The Van Hollen and Hagerty statements were reported earlier by CNN and The Financial Times.

Didi’s IPO was the biggest by a Chinese company on an American bourse since e-commerce giant Alibaba Group Holding, the owner of the Post, raised US$25 billion in 2014.

This week the State Council, as the Chinese government’s cabinet is called, said it would undertake a sweeping overhaul of regulations governing how companies raise money both at home and overseas, with the country’s technology sector firmly at the centre of its efforts.
The announcement has reportedly prompted several Chinese companies to delay planned US listings and could hinder dozens more who have filed or were preparing to file for listings on American bourses.
It follows on from a broad crackdown on the high-flying technology sector, with China announcing a series of antitrust regulations against some of the industry’s biggest players and raising “national security” concerns about the data those companies control.

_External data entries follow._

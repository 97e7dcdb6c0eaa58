//! Property-based tests for derived balances.
//!
//! The balance of an account is credits minus debits over committed
//! entries, and is unaffected by PENDING or DECLINED entries.

use chrono::{Duration, Utc};
use proptest::prelude::*;
use rust_decimal::Decimal;
use snel_shared::types::{AccountId, CurrencyCode, EntryId, PostingId, UserId};
use uuid::Uuid;

use super::balance::{BalanceSums, PostingSums, Statement, StatementPosting, StatementSnapshot};
use super::entry::{Direction, EntryDetails, EntryType, InitiatorRole, LedgerEntry, LedgerPosting};
use crate::workflow::types::EntryStatus;

fn arb_status() -> impl Strategy<Value = EntryStatus> {
    prop_oneof![
        Just(EntryStatus::Pending),
        Just(EntryStatus::Posted),
        Just(EntryStatus::Declined),
        Just(EntryStatus::Reversed),
    ]
}

fn arb_amount() -> impl Strategy<Value = Decimal> {
    (1i64..10_000_000i64).prop_map(|cents| Decimal::new(cents, 2))
}

fn arb_direction() -> impl Strategy<Value = Direction> {
    prop_oneof![Just(Direction::Debit), Just(Direction::Credit)]
}

/// Two-leg entries between a fixed pair of accounts, in random directions.
fn arb_entries(a: AccountId, b: AccountId) -> impl Strategy<Value = Vec<LedgerEntry>> {
    prop::collection::vec((arb_status(), arb_direction(), arb_amount()), 0..20).prop_map(
        move |specs| {
            specs
                .into_iter()
                .map(|(status, direction, amount)| {
                    let id = EntryId::new();
                    let leg = |account_id, direction| LedgerPosting {
                        id: PostingId::new(),
                        entry_id: id,
                        account_id,
                        direction,
                        amount,
                        description: String::new(),
                    };
                    LedgerEntry {
                        id,
                        reference: "000000000000".to_string(),
                        details: EntryDetails::Transfer,
                        currency: CurrencyCode::parse("GHS").unwrap(),
                        created_by: UserId::new(),
                        initiated_as: InitiatorRole::Customer,
                        created_at: Utc::now(),
                        status,
                        approved_by: None,
                        approved_at: None,
                        memo: String::new(),
                        postings: vec![leg(a, direction), leg(b, direction.opposite())],
                    }
                })
                .collect()
        },
    )
}

fn pair() -> (AccountId, AccountId) {
    (
        AccountId::from_uuid(Uuid::from_u128(1)),
        AccountId::from_uuid(Uuid::from_u128(2)),
    )
}

proptest! {
    #![proptest_config(ProptestConfig::with_cases(100))]

    /// Balance equals credits minus debits of committed entries only.
    #[test]
    fn prop_balance_counts_committed_only(entries in arb_entries(pair().0, pair().1)) {
        let (a, _) = pair();
        let expected: Decimal = entries
            .iter()
            .filter(|e| matches!(e.status, EntryStatus::Posted | EntryStatus::Reversed))
            .flat_map(|e| &e.postings)
            .filter(|p| p.account_id == a)
            .map(LedgerPosting::signed_amount)
            .sum();
        prop_assert_eq!(BalanceSums::from_entries(&entries, a).committed.net(), expected);
    }

    /// Adding pending or declined entries never moves the committed balance.
    #[test]
    fn prop_uncommitted_entries_do_not_move_balance(
        entries in arb_entries(pair().0, pair().1),
        extra in arb_entries(pair().0, pair().1),
    ) {
        let (a, _) = pair();
        let before = BalanceSums::from_entries(&entries, a).committed;
        let uncommitted = extra
            .into_iter()
            .filter(|e| matches!(e.status, EntryStatus::Pending | EntryStatus::Declined));
        let all: Vec<_> = entries.into_iter().chain(uncommitted).collect();
        prop_assert_eq!(BalanceSums::from_entries(&all, a).committed, before);
    }

    /// Money is conserved: the two accounts' committed balances are opposite.
    #[test]
    fn prop_balances_are_conserved(entries in arb_entries(pair().0, pair().1)) {
        let (a, b) = pair();
        let net_a = BalanceSums::from_entries(&entries, a).committed.net();
        let net_b = BalanceSums::from_entries(&entries, b).committed.net();
        prop_assert_eq!(net_a + net_b, Decimal::ZERO);
    }

    /// The closing balance equals the opening balance plus every signed line.
    #[test]
    fn prop_statement_closing_balance(
        opening_debit in arb_amount(),
        opening_credit in arb_amount(),
        legs in prop::collection::vec((arb_direction(), arb_amount()), 0..30),
    ) {
        let from = Utc::now() - Duration::days(7);
        let postings: Vec<_> = legs
            .iter()
            .map(|(direction, amount)| StatementPosting {
                entry_id: EntryId::new(),
                reference: "000000000000".to_string(),
                entry_type: EntryType::Transfer,
                created_at: from,
                direction: *direction,
                amount: *amount,
                description: String::new(),
            })
            .collect();
        let opening = PostingSums { debit: opening_debit, credit: opening_credit };
        let statement = Statement::build(
            AccountId::new(),
            CurrencyCode::parse("GHS").unwrap(),
            from,
            Utc::now(),
            StatementSnapshot { opening, postings },
        );

        let change: Decimal = legs.iter().map(|(d, amount)| d.signed(*amount)).sum();
        prop_assert_eq!(statement.closing_balance, opening.net() + change);

        let mut previous = statement.opening_balance;
        for line in &statement.lines {
            prop_assert_eq!(
                line.running_balance,
                previous + line.posting.direction.signed(line.posting.amount)
            );
            previous = line.running_balance;
        }
    }
}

The rapid-fire action by Chinese regulators in the past week has unnerved American investors, particularly those who gobbled up shares of Didi, the Chinese equivalent of Uber Technologies.

It has also sparked at least two shareholder lawsuits and half a dozen more inquiries by US law firms seeking to file class-action lawsuits in American courts.
Chinese regulators are conducting a review of the data-collection policies of Didi’s dominant ride-hailing app in China. Photo: Bloomberg
“Didi will fully cooperate with the [People’s Republic of China] PRC government authority during the review,” the company said in a statement on July 2. “It plans to conduct a comprehensive examination of cybersecurity risks and continue to improve on its cybersecurity systems and technology capabilities.”

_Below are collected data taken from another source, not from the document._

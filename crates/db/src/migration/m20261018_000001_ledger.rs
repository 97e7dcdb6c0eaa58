//! Ledger schema: accounts, entries and postings.
//!
//! Balances are never stored. Postings are append-only; only the status
//! and approval columns of an entry ever change.

use sea_orm_migration::prelude::*;
use sea_orm_migration::sea_orm::DatabaseBackend;

/// Digits kept for posting amounts on Postgres.
const AMOUNT_PRECISION: u32 = 19;
/// Largest precision the SQLite builder accepts.
const SQLITE_AMOUNT_PRECISION: u32 = 16;
const AMOUNT_SCALE: u32 = 2;

/// Posting amount column: fixed two decimal places, strictly positive.
fn amount_column(backend: DatabaseBackend) -> ColumnDef {
    let precision = match backend {
        DatabaseBackend::Sqlite => SQLITE_AMOUNT_PRECISION,
        _ => AMOUNT_PRECISION,
    };
    ColumnDef::new(LedgerPostings::Amount)
        .decimal_len(precision, AMOUNT_SCALE)
        .not_null()
        .check(Expr::col(LedgerPostings::Amount).gt(0))
        .to_owned()
}

#[derive(DeriveMigrationName)]
pub struct Migration;

#[async_trait::async_trait]
impl MigrationTrait for Migration {
    async fn up(&self, manager: &SchemaManager) -> Result<(), DbErr> {
        let backend = manager.get_database_backend();

        manager
            .create_table(
                Table::create()
                    .table(Accounts::Table)
                    .if_not_exists()
                    .col(ColumnDef::new(Accounts::Id).uuid().not_null().primary_key())
                    .col(
                        ColumnDef::new(Accounts::AccountNumber)
                            .string_len(64)
                            .not_null()
                            .unique_key(),
                    )
                    .col(ColumnDef::new(Accounts::OwnerKind).string_len(20).not_null())
                    .col(ColumnDef::new(Accounts::CustomerId).uuid().null())
                    .col(ColumnDef::new(Accounts::AccountType).string_len(20).not_null())
                    .col(ColumnDef::new(Accounts::Currency).string_len(3).not_null())
                    .col(ColumnDef::new(Accounts::Status).string_len(20).not_null())
                    .col(
                        ColumnDef::new(Accounts::CreatedAt)
                            .timestamp_with_time_zone()
                            .not_null(),
                    )
                    .to_owned(),
            )
            .await?;

        manager
            .create_index(
                Index::create()
                    .name("idx_accounts_customer")
                    .table(Accounts::Table)
                    .col(Accounts::CustomerId)
                    .to_owned(),
            )
            .await?;

        manager
            .create_table(
                Table::create()
                    .table(LedgerEntries::Table)
                    .if_not_exists()
                    .col(
                        ColumnDef::new(LedgerEntries::Id)
                            .uuid()
                            .not_null()
                            .primary_key(),
                    )
                    .col(
                        ColumnDef::new(LedgerEntries::Reference)
                            .string_len(12)
                            .not_null()
                            .unique_key(),
                    )
                    .col(
                        ColumnDef::new(LedgerEntries::EntryType)
                            .string_len(32)
                            .not_null(),
                    )
                    .col(ColumnDef::new(LedgerEntries::Details).json().not_null())
                    .col(ColumnDef::new(LedgerEntries::Currency).string_len(3).not_null())
                    .col(ColumnDef::new(LedgerEntries::Status).string_len(20).not_null())
                    .col(ColumnDef::new(LedgerEntries::CreatedBy).uuid().not_null())
                    .col(
                        ColumnDef::new(LedgerEntries::InitiatedAs)
                            .string_len(20)
                            .not_null(),
                    )
                    .col(ColumnDef::new(LedgerEntries::ApprovedBy).uuid().null())
                    .col(
                        ColumnDef::new(LedgerEntries::ApprovedAt)
                            .timestamp_with_time_zone()
                            .null(),
                    )
                    .col(ColumnDef::new(LedgerEntries::Memo).text().not_null())
                    .col(
                        ColumnDef::new(LedgerEntries::CreatedAt)
                            .timestamp_with_time_zone()
                            .not_null(),
                    )
                    .to_owned(),
            )
            .await?;

        // Review queue and sweeper: PENDING entries by age.
        manager
            .create_index(
                Index::create()
                    .name("idx_ledger_entries_status_created")
                    .table(LedgerEntries::Table)
                    .col(LedgerEntries::Status)
                    .col(LedgerEntries::CreatedAt)
                    .to_owned(),
            )
            .await?;

        manager
            .create_table(
                Table::create()
                    .table(LedgerPostings::Table)
                    .if_not_exists()
                    .col(
                        ColumnDef::new(LedgerPostings::Id)
                            .uuid()
                            .not_null()
                            .primary_key(),
                    )
                    .col(ColumnDef::new(LedgerPostings::EntryId).uuid().not_null())
                    .col(ColumnDef::new(LedgerPostings::AccountId).uuid().not_null())
                    .col(ColumnDef::new(LedgerPostings::Position).integer().not_null())
                    .col(
                        ColumnDef::new(LedgerPostings::Direction)
                            .string_len(10)
                            .not_null(),
                    )
                    .col(amount_column(backend))
                    .col(ColumnDef::new(LedgerPostings::Description).text().not_null())
                    .foreign_key(
                        ForeignKey::create()
                            .name("fk_ledger_postings_entry")
                            .from(LedgerPostings::Table, LedgerPostings::EntryId)
                            .to(LedgerEntries::Table, LedgerEntries::Id)
                            .on_delete(ForeignKeyAction::Restrict),
                    )
                    .foreign_key(
                        ForeignKey::create()
                            .name("fk_ledger_postings_account")
                            .from(LedgerPostings::Table, LedgerPostings::AccountId)
                            .to(Accounts::Table, Accounts::Id)
                            .on_delete(ForeignKeyAction::Restrict),
                    )
                    .to_owned(),
            )
            .await?;

        manager
            .create_index(
                Index::create()
                    .name("idx_ledger_postings_account")
                    .table(LedgerPostings::Table)
                    .col(LedgerPostings::AccountId)
                    .to_owned(),
            )
            .await?;

        manager
            .create_index(
                Index::create()
                    .name("idx_ledger_postings_entry")
                    .table(LedgerPostings::Table)
                    .col(LedgerPostings::EntryId)
                    .col(LedgerPostings::Position)
                    .to_owned(),
            )
            .await
    }

    async fn down(&self, manager: &SchemaManager) -> Result<(), DbErr> {
        manager
            .drop_table(Table::drop().table(LedgerPostings::Table).if_exists().to_owned())
            .await?;
        manager
            .drop_table(Table::drop().table(LedgerEntries::Table).if_exists().to_owned())
            .await?;
        manager
            .drop_table(Table::drop().table(Accounts::Table).if_exists().to_owned())
            .await
    }
}

#[derive(DeriveIden)]
enum Accounts {
    Table,
    Id,
    AccountNumber,
    OwnerKind,
    CustomerId,
    AccountType,
    Currency,
    Status,
    CreatedAt,
}

#[derive(DeriveIden)]
enum LedgerEntries {
    Table,
    Id,
    Reference,
    EntryType,
    Details,
    Currency,
    Status,
    CreatedBy,
    InitiatedAs,
    ApprovedBy,
    ApprovedAt,
    Memo,
    CreatedAt,
}

#[derive(DeriveIden)]
enum LedgerPostings {
    Table,
    Id,
    EntryId,
    AccountId,
    Position,
    Direction,
    Amount,
    Description,
}

#[cfg(test)]
mod tests {
    use super::*;

    fn postings_ddl(backend: DatabaseBackend) -> String {
        let table = Table::create()
            .table(LedgerPostings::Table)
            .col(amount_column(backend))
            .to_owned();
        match backend {
            DatabaseBackend::Sqlite => table.to_string(SqliteQueryBuilder),
            _ => table.to_string(PostgresQueryBuilder),
        }
    }

    #[test]
    fn test_amount_column_builds_on_sqlite() {
        let ddl = postings_ddl(DatabaseBackend::Sqlite);
        assert!(ddl.contains("(16, 2)"), "{ddl}");
        assert!(ddl.contains("CHECK"), "{ddl}");
    }

    #[test]
    fn test_amount_column_keeps_full_precision_on_postgres() {
        let ddl = postings_ddl(DatabaseBackend::Postgres);
        assert!(ddl.contains("(19, 2)"), "{ddl}");
    }
}
//! Configurable ledger policy.

use snel_shared::config::LedgerConfig;

use crate::ledger::entry::{EntryType, Initiator};
use crate::ledger::error::LedgerError;

/// Business policy the posting validator honors.
#[derive(Debug, Clone, PartialEq, Eq)]
pub struct LedgerPolicy {
    frozen_bypass: Vec<EntryType>,
}

impl LedgerPolicy {
    /// Creates a policy allowing the given entry types past the frozen check.
    #[must_use]
    pub fn new(frozen_bypass: impl IntoIterator<Item = EntryType>) -> Self {
        Self {
            frozen_bypass: frozen_bypass.into_iter().collect(),
        }
    }

    /// Builds the policy from configuration.
    ///
    /// # Errors
    ///
    /// Returns `InvalidConfiguration` if a bypass entry type is unknown.
    pub fn from_config(config: &LedgerConfig) -> Result<Self, LedgerError> {
        let frozen_bypass = config
            .frozen_bypass_entry_types
            .iter()
            .map(|name| {
                EntryType::parse(name).ok_or_else(|| {
                    LedgerError::InvalidConfiguration(format!(
                        "unknown entry type in frozen_bypass_entry_types: {name}"
                    ))
                })
            })
            .collect::<Result<Vec<_>, _>>()?;
        Ok(Self { frozen_bypass })
    }

    /// Entry types that privileged initiators may post against frozen accounts.
    #[must_use]
    pub fn frozen_bypass(&self) -> &[EntryType] {
        &self.frozen_bypass
    }

    /// Returns true if `initiator` may post `entry_type` against a frozen account.
    ///
    /// Customers never bypass. Admins and system processes bypass only for
    /// the configured entry types.
    #[must_use]
    pub fn may_bypass_frozen(&self, initiator: Initiator, entry_type: EntryType) -> bool {
        initiator.role.is_privileged() && self.frozen_bypass.contains(&entry_type)
    }
}

impl Default for LedgerPolicy {
    fn default() -> Self {
        Self::new([
            EntryType::Transfer,
            EntryType::Adjustment,
            EntryType::Reversal,
        ])
    }
}
pub mod command;
pub mod config;
pub mod layout;
pub mod model;
pub mod modes;
pub mod routing;
pub mod selection;

pub use command::{Command, CommandHistory, ModelEvent};
pub use layout::{LayoutKind, compute_layout, layout_command};
pub use config::EditorConfig;
pub use model::{Topology, TopologyError};
pub use modes::{Editor, EditorError, Intent, Mode};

Didi has declined to make further comment in the days since that announcement.

The company’s biggest investors have also remained largely silent since the news first broke a week ago.

Softbank Group’s Vision Fund, the company’s biggest principal shareholder with a 20.1 per cent stake post-IPO according to Didi’s prospectus, and Tencent Holding , which owns 6.4 per cent of the company’s shares, declined to comment.

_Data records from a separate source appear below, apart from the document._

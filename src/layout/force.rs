//! Force-directed refinement with simulated-annealing style cooling.

use std::collections::BTreeMap;

use crate::config::ForceConfig;
use crate::model::{Edge, Node, NodeId, Point};

use super::centroid;

/// Run a fixed number of spring iterations over the selection. All pairs
/// repel with strength falling off as 1/d², connected pairs attract in
/// proportion to their distance, and per-iteration movement is capped by a
/// temperature that cools geometrically. The result is translated so the
/// selection centroid lands exactly where it started.
pub(super) fn force_positions(
    nodes: &[&Node],
    edges: &[&Edge],
    config: &ForceConfig,
) -> BTreeMap<NodeId, Point> {
    let original_center = centroid(nodes);
    let ids: Vec<NodeId> = nodes.iter().map(|n| n.id).collect();
    let mut positions: BTreeMap<NodeId, Point> =
        nodes.iter().map(|n| (n.id, n.position)).collect();

    let ideal_sq = config.ideal_distance * config.ideal_distance;
    let mut temperature = config.initial_temperature;

    for _ in 0..config.iterations {
        let mut displacement: BTreeMap<NodeId, Point> =
            ids.iter().map(|id| (*id, Point::new(0.0, 0.0))).collect();

        // Pairwise repulsion.
        for (i, a) in ids.iter().enumerate() {
            for b in &ids[i + 1..] {
                let pa = positions[a];
                let pb = positions[b];
                let (ux, uy, d) = unit_between(pb, pa, config.min_distance);
                let magnitude = ideal_sq / (d * d);
                nudge(&mut displacement, *a, ux * magnitude, uy * magnitude);
                nudge(&mut displacement, *b, -ux * magnitude, -uy * magnitude);
            }
        }

        // Attraction along edges.
        for edge in edges {
            let pa = positions[&edge.source];
            let pb = positions[&edge.target];
            let (ux, uy, d) = unit_between(pa, pb, config.min_distance);
            let magnitude = d / config.ideal_distance;
            nudge(&mut displacement, edge.source, ux * magnitude, uy * magnitude);
            nudge(&mut displacement, edge.target, -ux * magnitude, -uy * magnitude);
        }

        // Apply, capped by the current temperature.
        for id in &ids {
            let d = displacement[id];
            let length = (d.x * d.x + d.y * d.y).sqrt().max(config.min_distance);
            let scale = length.min(temperature) / length;
            let p = positions[id];
            positions.insert(*id, Point::new(p.x + d.x * scale, p.y + d.y * scale));
        }
        temperature *= config.cooling;
    }

    // Restore the original centroid so the cluster does not drift.
    let moved: Vec<&Point> = positions.values().collect();
    let n = moved.len().max(1) as f32;
    let cx = moved.iter().map(|p| p.x).sum::<f32>() / n;
    let cy = moved.iter().map(|p| p.y).sum::<f32>() / n;
    let dx = original_center.x - cx;
    let dy = original_center.y - cy;
    positions
        .into_iter()
        .map(|(id, p)| (id, Point::new(p.x + dx, p.y + dy)))
        .collect()
}

/// Unit vector pointing from `from` toward `to`, plus the floored distance.
fn unit_between(from: Point, to: Point, min_distance: f32) -> (f32, f32, f32) {
    let dx = to.x - from.x;
    let dy = to.y - from.y;
    let d = (dx * dx + dy * dy).sqrt().max(min_distance);
    (dx / d, dy / d, d)
}

fn nudge(displacement: &mut BTreeMap<NodeId, Point>, id: NodeId, dx: f32, dy: f32) {
    if let Some(d) = displacement.get_mut(&id) {
        d.x += dx;
        d.y += dy;
    }
}
impl Node {
    pub fn rect(&self) -> Rect {
        Rect::new(
            self.position.x,
            self.position.y,
            self.size.width,
            self.size.height,
        )
    }

    pub fn incident_edges(&self) -> impl Iterator<Item = EdgeId> + '_ {
        self.incident.iter().copied()
    }

    pub fn degree(&self) -> usize {
        self.incident.len()
    }
}

#[derive(Debug, Clone, PartialEq, Serialize, Deserialize)]
pub struct Edge {
    pub id: EdgeId,
    pub source: NodeId,
    pub target: NodeId,
    pub style: RouteStyle,
    pub kind: LinkKind,
    #[serde(default)]
    pub properties: BTreeMap<String, PropertyValue>,
}

impl Edge {
    /// The endpoint opposite to `node`, if `node` is an endpoint at all.
    pub fn other_endpoint(&self, node: NodeId) -> Option<NodeId> {
        if self.source == node {
            Some(self.target)
        } else if self.target == node {
            Some(self.source)
        } else {
            None
        }
    }
}

#[derive(Debug, Clone, PartialEq, Serialize, Deserialize)]
pub struct Region {
    pub id: RegionId,
    pub name: String,
    pub rect: Rect,
    pub fill: String,
    pub stroke: String,
}

// ── Device defaults ─────────────────────────────────────────────────

struct DeviceTemplate {
    size: Size,
    properties: &'static [(&'static str, &'static str)],
}

static DEVICE_TEMPLATES: Lazy<BTreeMap<DeviceKind, DeviceTemplate>> = Lazy::new(|| {
    let mut map = BTreeMap::new();
    map.insert(
        DeviceKind::Router,
        DeviceTemplate {
            size: Size::new(64.0, 64.0),
            properties: &[("ip_address", ""), ("routing_protocol", "static")],
        },
    );
    map.insert(
        DeviceKind::Switch,
        DeviceTemplate {
            size: Size::new(64.0, 48.0),
            properties: &[("port_count", "24"), ("managed", "true")],
        },
    );
    map.insert(
        DeviceKind::Firewall,
        DeviceTemplate {
            size: Size::new(64.0, 64.0),
            properties: &[("policy", "deny-all"), ("zone", "")],
        },
    );
    map.insert(
        DeviceKind::Server,
        DeviceTemplate {
            size: Size::new(56.0, 72.0),
            properties: &[("os", ""), ("role", "")],
        },
    );
    map.insert(
        DeviceKind::Cloud,
        DeviceTemplate {
            size: Size::new(96.0, 64.0),
            properties: &[("provider", "")],
        },
    );
    map.insert(
        DeviceKind::Workstation,
        DeviceTemplate {
            size: Size::new(56.0, 56.0),
            properties: &[("os", "")],
        },
    );
    map.insert(
        DeviceKind::Generic,
        DeviceTemplate {
            size: Size::new(64.0, 64.0),
            properties: &[],
        },
    );
    map.insert(
        DeviceKind::Custom,
        DeviceTemplate {
            size: Size::new(64.0, 64.0),
            properties: &[],
        },
    );
    map
});

pub fn default_size_for(kind: DeviceKind) -> Size {
    DEVICE_TEMPLATES
        .get(&kind)
        .map(|t| t.size)
        .unwrap_or(Size::new(64.0, 64.0))
}

fn default_properties_for(kind: DeviceKind) -> BTreeMap<String, PropertyValue> {
    DEVICE_TEMPLATES
        .get(&kind)
        .map(|t| {
            t.properties
                .iter()
                .map(|(k, v)| (k.to_string(), PropertyValue::Str(v.to_string())))
                .collect()
        })
        .unwrap_or_default()
}

// ── Errors ──────────────────────────────────────────────────────────

#[derive(Debug, Clone, PartialEq, Eq, Error)]
pub enum TopologyError {
    #[error("edge endpoints must be two distinct nodes")]
    SelfLoop,
    #[error("unknown node {0}")]
    UnknownNode(NodeId),
    #[error("unknown edge {0}")]
    UnknownEdge(EdgeId),
    #[error("unknown region {0}")]
    UnknownRegion(RegionId),
    #[error("node {0} has non-finite position or size")]
    NonFiniteGeometry(NodeId),
    #[error("duplicate id {0} in document")]
    DuplicateId(u64),
}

Uber, which sold its China business to Didi in 2016 and now holds an 11.9 per cent stake, did not respond to a request for comment on Friday.

Alibaba, another shareholder, did not immediately respond to a request for comment on Friday.

The full roster of the company’s investors may not be known for days or weeks as US reporting rules give investors up to 10 days to report if they own more than 5 per cent of a public company. Hedge funds have up to 45 days after their quarter ends to disclose their qualified holdings.

A number of exchange-traded funds (ETFs), index providers and investment managers also joined Didi’s shareholder ranks following the IPO.

“It’s definitely spooked investors. Uncertainty: investors definitely don’t like,” said Kevin Carter, chief investment officer and founder of the Emerging Markets Internet & Ecommerce ETF, known as EMQQ. “The Chinese government is a scary thing to US investors in general, which I think is unfortunate, but something I’ve learned to live with.”

Didi is EMQQ’s 10th largest holding, worth about US$50 million. The ETF acquired the shares on Tuesday, as it holds emerging markets internet companies that meet its criteria and fast-tracks IPOs of companies with a US$10 billion market cap after three days.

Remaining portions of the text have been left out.